2.01.2026

finished reading

I’ll preface this with a proclamation: I love all things Ireland. To find a novel set in my beloved Cork is delightful. Narrated by Rachel in the 2020s, married to James Carey, pregnant, and a noted writer, the story is both a funny and poignant look back at the pivotal years of 2009 and 2010.   

Rachel grows from a sheltered, middle-class girl into a "bohemian-wannabe" navigating an intense college year where the job market is impossible, and the world feels bleak. However, the real engine of the story is her all-consuming friendship with James Devlin, her gay best friend and bookstore colleague. Their lives become so intertwined as they share a run-down house on Shandon Street that Rachel’s own identity often feels completely bent around his path.   

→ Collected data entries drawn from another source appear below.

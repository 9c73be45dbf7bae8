use crate::board::{Bitboard, Board, Piece, ScoredMoveList, MAX_PLY};

use super::super::move_order::tactical_score;
use super::SearchContext;

impl SearchContext<'_> {
    /// Quiescence search over captures and promotions.
    ///
    /// The static evaluation stands in for the quiet alternatives ("stand pat"), so the
    /// result is never below it. Returns `None` on timeout.
    pub(super) fn quiescence(&mut self, board: &Board, mut alpha: i32, beta: i32, ply: usize) -> Option<i32> {
        if self.out_of_time() {
            return None;
        }
        self.nodes += 1;
        self.state.tables.pv.clear(ply);

        let stand_pat = board.evaluate();
        if ply >= MAX_PLY - 1 {
            return Some(stand_pat);
        }
        if stand_pat >= beta {
            return Some(beta);
        }

        // Delta pruning: not even winning a queen (plus a promotion) reaches alpha.
        let us = board.side_to_move();
        let mut margin = self.params.delta_margin;
        let seventh = Bitboard::rank_mask(us.pawn_seventh_rank());
        if !(board.pieces(us, Piece::Pawn) & seventh).is_empty() {
            margin += self.params.delta_promotion_margin;
        }
        if stand_pat + margin < alpha {
            return Some(alpha);
        }

        if stand_pat > alpha {
            alpha = stand_pat;
        }

        let captures = board.generate_captures();
        let mut ordered = ScoredMoveList::new();
        for &mv in &captures {
            ordered.push(mv, tactical_score(mv));
        }
        ordered.sort_by_score_desc();

        for scored in ordered.iter() {
            let child = board.apply_move(scored.mv);
            let score = -self.quiescence(&child, -beta, -alpha, ply + 1)?;
            if score >= beta {
                return Some(beta);
            }
            if score > alpha {
                alpha = score;
            }
        }

        Some(alpha)
    }
}

#[cfg(test)]
mod tests {
    use std::time::{Duration, Instant};

    use crate::board::search::SearchState;
    use crate::board::Board;

    use super::SearchContext;

    fn run(fen: &str, alpha: i32, beta: i32) -> Option<i32> {
        let board = Board::from_fen(fen);
        let mut state = SearchState::new(1);
        let mut ctx = SearchContext::new(&mut state, Instant::now(), None, None);
        ctx.quiescence(&board, alpha, beta, 0)
    }

    #[test]
    fn quiet_position_returns_stand_pat() {
        let fen = "4k3/8/8/8/8/8/4P3/4K3 w - - 0 1";
        let stand_pat = Board::from_fen(fen).evaluate();
        assert_eq!(run(fen, -1000, 1000), Some(stand_pat));
    }

    #[test]
    fn stand_pat_fail_high_returns_beta() {
        assert_eq!(run("4k3/8/8/8/8/8/8/QQQ1K3 w - - 0 1", -10, 10), Some(10));
    }

    #[test]
    fn hanging_queen_is_taken() {
        let fen = "4k3/8/8/3q4/4P3/8/8/4K3 w - - 0 1";
        let stand_pat = Board::from_fen(fen).evaluate();
        let score = run(fen, -10_000, 10_000).unwrap_or(i32::MIN);
        assert!(score > stand_pat + 800, "score {score} stand pat {stand_pat}");
    }

    #[test]
    fn hopeless_position_is_delta_pruned() {
        assert_eq!(run("qqqqk3/8/8/8/8/8/8/4K3 w - - 0 1", 500, 600), Some(500));
    }

    #[test]
    fn expired_deadline_gives_no_score() {
        let board = Board::new();
        let mut state = SearchState::new(1);
        let past = Instant::now() - Duration::from_millis(1);
        let mut ctx = SearchContext::new(&mut state, Instant::now(), Some(past), None);
        assert_eq!(ctx.quiescence(&board, -100, 100, 0), None);
    }
}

The drama truly ignites when their lives collide with Dr. Fred Byrne, Rachel’s married professor. What begins as a student’s crush on Fred spirals into a chaotic web of secrets and romantic entanglements that force Rachel to determine her future career and her sense of self.

From the publisher:
A brilliantly funny novel about friends, lovers, Ireland in chaos, and a young woman desperately trying to manage all three

Rachel is a student working at a bookstore when she meets James, and it’s love at first sight. Effervescent and insistently heterosexual, James soon invites Rachel to be his roommate and the two begin a friendship that changes the course of both their lives forever. Together, they run riot through the streets of Cork city, trying to maintain a bohemian existence while the threat of the financial crash looms before them.

When Rachel falls in love with her married professor, Dr. Fred Byrne, James helps her devise a reading at their local bookstore, with the goal that she might seduce him afterwards. But Fred has other desires. So begins a series of secrets and compromises that intertwine the fates of James, Rachel, Fred, and Fred’s glamorous, well-connected, bourgeois wife. Aching with unrequited love, shot through with delicious, sparkling humor, The Rachel Incident is a triumph.